Many socialists consider capitalism to be irrational, in
that production and the direction of the economy are unplanned, creating many
inconsistencies and internal contradictions.[124]
Capitalism and individual property rights have been associated with the tragedy of the anticommons. Marxian
economist Richard D. Wolff postulates that
capitalist economies prioritize profits and capital accumulation over the
social needs of communities, and capitalist enterprises rarely include the
workers in the basic decisions of the enterprise. Following the banking crisis
of 2007, Alan Greenspan told the United States
Congress on October 23, 2008, "The whole intellectual edifice collapsed. I
made a mistake in presuming that the self-interests of organizations,
specifically banks and others, were such that they were best capable of
protecting their own shareholders. ... I was shocked."

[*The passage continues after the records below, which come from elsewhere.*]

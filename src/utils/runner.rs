//! Drives one harness invocation from a [`BenchConfig`].

use crate::config::BenchConfig;
use crate::error::{BenchError, Result};
use crate::registry::{build_registry, AlgorithmRegistry, AlgorithmRunner};
use crate::utils::bench::{export_csv, time_seed, RawTimingData};
use crate::utils::generator::VectorGenerator;
use crate::utils::timer::{measure_variants, run_once, Timing, VariantResult};
use crate::utils::tui;

/// Execute whatever `config` asks for: list, verify or benchmark.
///
/// # Errors
/// Invalid configuration, an unknown algorithm, or the first strategy
/// failure. Nothing is retried.
pub fn run(config: &BenchConfig) -> Result<()> {
    config.validate()?;

    let device = config.backend.create()?;
    let registry = build_registry(config.workers, device.clone())?;

    if config.list {
        tui::print_available_algorithms(&registry);
        return Ok(());
    }

    let algo = find_algorithm(&registry, &config.algorithm)?;

    if config.verify {
        algo.verify()?;
        println!("{}: all variants match the sequential baseline", algo.name());
        return Ok(());
    }

    if config.runs == 1 {
        let timings = run_single(algo, config)?;
        tui::print_timings(&timings);
        return Ok(());
    }

    tui::print_header();
    tui::print_algo_info_box(algo, device.name());
    let results = run_measured(algo, config)?;
    tui::print_results_table(&results, config.size, config.workers);
    println!("Note: Speedup is relative to the first variant ('sequential').");

    if let Some(path) = &config.csv {
        let rows: Vec<RawTimingData> = results
            .iter()
            .map(|r| RawTimingData::from_result(algo.name(), config.size, config.workers, r))
            .collect();
        export_csv(path, &rows)?;
        log::info!("wrote {} rows to {}", rows.len(), path.display());
    }

    Ok(())
}

fn find_algorithm<'r>(registry: &'r AlgorithmRegistry, name: &str) -> Result<&'r dyn AlgorithmRunner> {
    registry.find(name).ok_or_else(|| {
        BenchError::Config(format!(
            "algorithm '{}' not found, available: {}",
            name,
            registry.list_names().join(", ")
        ))
    })
}

fn input_seed(config: &BenchConfig) -> u64 {
    let seed = config.seed.unwrap_or_else(time_seed);
    log::debug!("input seed {}", seed);
    seed
}

/// Generate inputs once and time every strategy a single time, in order.
pub fn run_single(algo: &dyn AlgorithmRunner, config: &BenchConfig) -> Result<Vec<Timing>> {
    let inputs = VectorGenerator::new(input_seed(config)).pair(config.size);
    run_once(algo.get_variants(&inputs))
}

/// Generate inputs once and sample every strategy `config.runs` times.
pub fn run_measured(algo: &dyn AlgorithmRunner, config: &BenchConfig) -> Result<Vec<VariantResult>> {
    let inputs = VectorGenerator::new(input_seed(config)).pair(config.size);
    measure_variants(algo.get_variants(&inputs), &config.timing())
}
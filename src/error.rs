//! Error types shared by every strategy and the benchmark harness.

use crate::accel::AcceleratorError;
use thiserror::Error;

/// Convenience alias used throughout the crate.
pub type Result<T, E = BenchError> = std::result::Result<T, E>;

/// Violated input contract, detected before any work starts.
#[derive(Debug, Clone, PartialEq, Eq, Error)]
pub enum PreconditionViolation {
    /// The two input vectors differ in length
    #[error("vector lengths differ: {left} vs {right}")]
    LengthMismatch {
        /// Length of the first vector
        left: usize,
        /// Length of the second vector
        right: usize,
    },

    /// A parallel strategy was asked to run with zero workers
    #[error("worker count must be at least 1")]
    NoWorkers,
}

/// Any failure surfaced by a benchmark strategy or the harness around it.
#[derive(Debug, Error)]
pub enum BenchError {
    #[error("precondition violated: {0}")]
    Precondition(#[from] PreconditionViolation),

    /// A concurrent worker failed; fatal for the strategy invocation
    #[error("worker for chunk {chunk} failed: {reason}")]
    Worker { chunk: usize, reason: String },

    #[error("accelerator failure: {0}")]
    Accelerator(#[from] AcceleratorError),

    /// A strategy disagreed with the sequential baseline
    #[error("variant '{variant}' failed verification: expected {expected}, got {got}")]
    Verification { variant: String, expected: f64, got: f64 },

    #[error("invalid configuration: {0}")]
    Config(String),

    #[error("i/o error: {0}")]
    Io(#[from] std::io::Error),
}

impl BenchError {
    /// Build a worker failure for the given chunk.
    pub fn worker(chunk: usize, reason: impl Into<String>) -> Self {
        Self::Worker {
            chunk,
            reason: reason.into(),
        }
    }

    /// True when the error was raised before any work was launched.
    pub fn is_precondition(&self) -> bool {
        matches!(self, Self::Precondition(_))
    }
}

/// Fail with [`PreconditionViolation::LengthMismatch`] unless both slices match.
pub fn ensure_same_len(a: &[f32], b: &[f32]) -> Result<()> {
    if a.len() != b.len() {
        return Err(PreconditionViolation::LengthMismatch {
            left: a.len(),
            right: b.len(),
        }
        .into());
    }
    Ok(())
}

Some labor historians and scholars
have argued that unfree labor — by slaves,
indentured servants, prisoners or
other coerced persons — is compatible with capitalist relations. Tom Brass
argued that unfree labor is acceptable to capital.Historian Greg
Grandin argues that capitalism has its origins in slavery:
"when historians talk about the Atlantic market revolution, they are
talking about capitalism. And when they are talking about capitalism, they are
talking about slavery."
According to Immanuel Wallerstein, institutional
racism has been "one of the most significant pillars" of the
capitalist system and serves as "the ideological justification for the
hierarchization of the work-force and its highly unequal distributions of
reward."
Many aspects of capitalism have come under attack from
the anti-globalization movement,
which is primarily opposed to corporate capitalism. Environmentalists
have argued that capitalism requires continual economic growth, and that it
will inevitably deplete the finite natural resources of the Earth. Such critics
argue that while this neoliberalism or contemporary capitalism has
indeed increased global trade, it has also destroyed traditional ways of life,
exacerbated inequality and increased global poverty
- with more living today in abject poverty than before neoliberalism, and that
environmental indicators indicate massive environmental degradation since the
late 1970s.
Many religions have criticized or opposed specific
elements of capitalism. Traditional Judaism,
Christianity,
and Islam forbid lending
money at interest,although alternative methods of banking have been
developed. Some Christians have criticized capitalism for its materialist aspects and its inability
to account for the wellbeing of all people.Many of Jesus' parables deal with
economic concerns: farming, shepherding, being in debt, doing hard labor, being
excluded from banquets and the houses of the rich, and have implications for
wealth and power distribution. In his 84-page apostolic exhortation Evangelii
Gaudium, Pope
Francis described unfettered capitalism as "a new tyranny"
and called upon world leaders to fight rising poverty and inequality.